V-ATPase expression was examined in 92 NSCLC tissue samples using the immunohistochemical Envision method and immunofluorescence assay. The location of V-ATPase expression was observed by confocal laser scanning microscopy and the difference of its expression rate was evaluated. The sensitivity of cancer tissues to chemotherapy drug was examined using MTT assay and its correlation with the V-ATPase expression was tested in NSCLC by Spearman rank correlation analysis.
V-ATPase expression was mainly localized in the cell membrane and cytoplasm. The expression rate of V-ATPase was 71.43% in squamous cell lung cancer, significantly lower than that of the lung adenocarcinoma (83.72%, P = 0.000).
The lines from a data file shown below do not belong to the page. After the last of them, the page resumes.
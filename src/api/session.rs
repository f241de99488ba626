//! Type-safe wrapper over the login session.
//!
//! Centralizes the session key and value type for the authenticated
//! driver so handlers cannot drift apart on either.

use tower_sessions::Session;

use crate::db::Id;

const SESSION_DRIVER_ID: &str = "auth:driver_id";

/// Authentication state of one request's session.
pub struct AuthSession<'a> {
    session: &'a Session,
}

impl<'a> AuthSession<'a> {
    pub fn new(session: &'a Session) -> Self {
        Self { session }
    }

    /// Store the driver id after a successful login.
    pub async fn set_driver_id(&self, driver_id: Id) -> Result<(), tower_sessions::session::Error> {
        self.session.insert(SESSION_DRIVER_ID, driver_id).await
    }

    /// Driver id of the logged-in driver, if any.
    pub async fn driver_id(&self) -> Result<Option<Id>, tower_sessions::session::Error> {
        self.session.get::<Id>(SESSION_DRIVER_ID).await
    }

    /// Invalidate the session (logout).
    pub async fn clear(&self) -> Result<(), tower_sessions::session::Error> {
        self.session.flush().await
    }
}
//! SQLite OrderRepository implementation.

use sqlx::sqlite::SqliteRow;
use sqlx::{Row, SqlitePool};

use super::helpers::{build_limit_offset_clause, build_order_clause};
use crate::db::utils::current_timestamp;
use crate::db::{DbError, DbResult, Id, ListQuery, ListResult, Order, OrderRepository};

/// SQLx-backed order repository.
pub struct SqliteOrderRepository<'a> {
    pub(crate) pool: &'a SqlitePool,
}

const ORDER_COLUMNS: &str = "id, car_id, driver_id, passenger_name, pickup_address, \
                             dropoff_address, status, created_at, completed_at";

fn map_order(row: &SqliteRow) -> Order {
    let status: String = row.get("status");
    Order {
        id: row.get("id"),
        car_id: row.get("car_id"),
        driver_id: row.get("driver_id"),
        passenger_name: row.get("passenger_name"),
        pickup_address: row.get("pickup_address"),
        dropoff_address: row.get("dropoff_address"),
        status: status.parse().unwrap_or_default(),
        created_at: row.get("created_at"),
        completed_at: row.get("completed_at"),
    }
}

impl OrderRepository for SqliteOrderRepository<'_> {
    async fn create(&self, order: &Order) -> DbResult<Order> {
        let created_at = current_timestamp();
        let status_str = order.status.to_string();

        let result = sqlx::query(
            "INSERT INTO orders (car_id, driver_id, passenger_name, pickup_address, \
             dropoff_address, status, created_at, completed_at) \
             VALUES (?, ?, ?, ?, ?, ?, ?, ?)",
        )
        .bind(order.car_id)
        .bind(order.driver_id)
        .bind(&order.passenger_name)
        .bind(&order.pickup_address)
        .bind(&order.dropoff_address)
        .bind(status_str)
        .bind(&created_at)
        .bind(&order.completed_at)
        .execute(self.pool)
        .await
        .map_err(|e| DbError::Database {
            message: e.to_string(),
        })?;

        Ok(Order {
            id: result.last_insert_rowid(),
            car_id: order.car_id,
            driver_id: order.driver_id,
            passenger_name: order.passenger_name.clone(),
            pickup_address: order.pickup_address.clone(),
            dropoff_address: order.dropoff_address.clone(),
            status: order.status,
            created_at,
            completed_at: order.completed_at.clone(),
        })
    }

    async fn get(&self, id: Id) -> DbResult<Order> {
        let sql = format!("SELECT {ORDER_COLUMNS} FROM orders WHERE id = ? AND is_deleted = 0");
        let row = sqlx::query(&sql)
            .bind(id)
            .fetch_optional(self.pool)
            .await
            .map_err(|e| DbError::Database {
                message: e.to_string(),
            })?;

        let row = row.ok_or_else(|| DbError::not_found("Order", id))?;

        Ok(map_order(&row))
    }

    async fn list(&self, query: Option<&ListQuery>) -> DbResult<ListResult<Order>> {
        let default_query = ListQuery::default();
        let query = query.unwrap_or(&default_query);
        let allowed_fields = ["status", "passenger_name", "created_at", "completed_at"];

        let order_clause = build_order_clause(query, &allowed_fields, "created_at");
        let limit_clause = build_limit_offset_clause(query);

        let sql = format!(
            "SELECT {ORDER_COLUMNS} FROM orders WHERE is_deleted = 0 {order_clause}{limit_clause}"
        );

        let rows = sqlx::query(&sql)
            .fetch_all(self.pool)
            .await
            .map_err(|e| DbError::Database {
                message: e.to_string(),
            })?;

        let total: i64 = sqlx::query_scalar("SELECT COUNT(*) FROM orders WHERE is_deleted = 0")
            .fetch_one(self.pool)
            .await
            .map_err(|e| DbError::Database {
                message: e.to_string(),
            })?;

        Ok(ListResult {
            items: rows.iter().map(map_order).collect(),
            total: total as usize,
            limit: query.limit,
            offset: query.offset.unwrap_or(0),
        })
    }

    async fn list_by_driver(&self, driver_id: Id) -> DbResult<Vec<Order>> {
        let sql = format!(
            "SELECT {ORDER_COLUMNS} FROM orders \
             WHERE driver_id = ? AND is_deleted = 0 ORDER BY id"
        );
        let rows = sqlx::query(&sql)
            .bind(driver_id)
            .fetch_all(self.pool)
            .await
            .map_err(|e| DbError::Database {
                message: e.to_string(),
            })?;

        Ok(rows.iter().map(map_order).collect())
    }

    async fn update(&self, order: &Order) -> DbResult<()> {
        let status_str = order.status.to_string();

        let result = sqlx::query(
            "UPDATE orders SET car_id = ?, driver_id = ?, passenger_name = ?, \
             pickup_address = ?, dropoff_address = ?, status = ?, completed_at = ? \
             WHERE id = ? AND is_deleted = 0",
        )
        .bind(order.car_id)
        .bind(order.driver_id)
        .bind(&order.passenger_name)
        .bind(&order.pickup_address)
        .bind(&order.dropoff_address)
        .bind(status_str)
        .bind(&order.completed_at)
        .bind(order.id)
        .execute(self.pool)
        .await
        .map_err(|e| DbError::Database {
            message: e.to_string(),
        })?;

        if result.rows_affected() == 0 {
            return Err(DbError::not_found("Order", order.id));
        }

        Ok(())
    }

    async fn delete(&self, id: Id) -> DbResult<()> {
        let result =
            sqlx::query("UPDATE orders SET is_deleted = 1 WHERE id = ? AND is_deleted = 0")
                .bind(id)
                .execute(self.pool)
                .await
                .map_err(|e| DbError::Database {
                    message: e.to_string(),
                })?;

        if result.rows_affected() == 0 {
            return Err(DbError::not_found("Order", id));
        }

        Ok(())
    }
}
In different pathological grades of squamous cell lung cancer, the expression rate of V-ATPase was 58.33% in grade II, significantly lower than that of the grade III (84.00%, P = 0.014). The expression rate of V-ATPase in grade II lung adenocarcinoma was 76.67%, significantly lower than that of the grade ΙΙΙ adenocarcinoma (100.0%, P = 0.012). Correlation analysis showed that the sensitivity of NSCLC tissues to cyclophosphamide, gemcitabine, doxorubicin, paclitaxel and cisplatin was significantly correlated with the V-ATPase expression rate (P < 0.05).
V-ATPase was overexpressed in NSCLC. The expression of V-ATPase was related to the pathological type and grade of cancer and was likely associated with chemotherapy drug resistance in NSCLC.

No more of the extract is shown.